Monday, December 29, 2008

Biodiesel

What is Biodiesel?

Biodiesel is known by the chemical name “Fatty-Acid Methyl Ester”. This fancy name just means that it’s a simple molecule made from vegetable oil. It is a fuel with high energy content and proper viscosity to operate reliably in all diesel vehicles and equipment. Because it’s made from a naturally-growing crop it is basically solar energy in liquid form!
The chemical reaction to make biodiesel is fairly straight forward. Vegetable oil is a ‘triglyceride’ which means three hydrocarbon chains all attached to the same glycerin molecule. It takes a certain amount of catalyst to break off these hydrocarbon chains.

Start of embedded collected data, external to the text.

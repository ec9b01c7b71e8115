//! Symbol table of identifier occurrences.
//!
//! The table maps each distinct identifier lexeme to the first [`Token`]
//! scanned for it. Later occurrences never overwrite the stored token.
//! Entries iterate in the order their identifiers were first seen.

use indexmap::IndexMap;
use lexc_util::FxBuildHasher;

use crate::token::Token;

/// Mapping from identifier lexeme to its first token.
///
/// # Example
///
/// ```
/// use lexc_lex::{SymbolTable, Token, TokenKind};
/// use lexc_util::Span;
///
/// let mut table = SymbolTable::new();
/// let first = Token::new(TokenKind::Identifier, "foo", Span::new(0, 3, 1, 1));
/// let again = Token::new(TokenKind::Identifier, "foo", Span::new(4, 7, 1, 5));
///
/// assert!(table.insert_if_absent(&first));
/// assert!(!table.insert_if_absent(&again));
/// assert_eq!(table.get("foo"), Some(&first));
/// ```
#[derive(Clone, Debug, Default)]
pub struct SymbolTable {
    entries: IndexMap<String, Token, FxBuildHasher>,
}

impl SymbolTable {
    /// Creates an empty table.
    pub fn new() -> Self {
        Self::default()
    }

    /// Records `token` under its lexeme unless that lexeme is already
    /// present. Returns whether the token was stored.
    pub fn insert_if_absent(&mut self, token: &Token) -> bool {
        if self.entries.contains_key(token.lexeme()) {
            return false;
        }
        self.entries
            .insert(token.lexeme().to_owned(), token.clone());
        true
    }

    /// The first token recorded for `lexeme`.
    pub fn get(&self, lexeme: &str) -> Option<&Token> {
        self.entries.get(lexeme)
    }

    /// Returns true if `lexeme` has been recorded.
    pub fn contains(&self, lexeme: &str) -> bool {
        self.entries.contains_key(lexeme)
    }

    /// Number of distinct identifiers.
    pub fn len(&self) -> usize {
        self.entries.len()
    }

    /// Returns true if no identifier has been recorded.
    pub fn is_empty(&self) -> bool {
        self.entries.is_empty()
    }

    /// Iterates `(lexeme, first token)` pairs in first-seen order.
    pub fn iter(&self) -> impl Iterator<Item = (&str, &Token)> {
        self.entries.iter().map(|(k, v)| (k.as_str(), v))
    }
}

impl<'a> IntoIterator for &'a SymbolTable {
    type Item = (&'a String, &'a Token);
    type IntoIter = indexmap::map::Iter<'a, String, Token>;

    fn into_iter(self) -> Self::IntoIter {
        self.entries.iter()
    }
}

In the case of used cooking oils, we must add yet more lye to the reaction to neutralize the “free fatty acids” that have been formed in waste oil. This catalyst is dissolved into methyl alcohol (methanol) with a volume representing 20% of the oil we want to convert. This ‘premix’ is then blended vigorously with the oil to allow complete conversion of the oil. The blending allows the catalyst to break off each hydrocarbon chain, one by one, and bond with a floating methanol molecule to form biodiesel. The stripped glycerin molecules fall to the bottom of the reaction tank where they are removed. Glycerin will represent about 10% of the total mix volume.

2 comments:

All about Colo,bia from Miami said...

thank you LJ for following my blog.
How did you find it?

Carlos

LJ Centeno said...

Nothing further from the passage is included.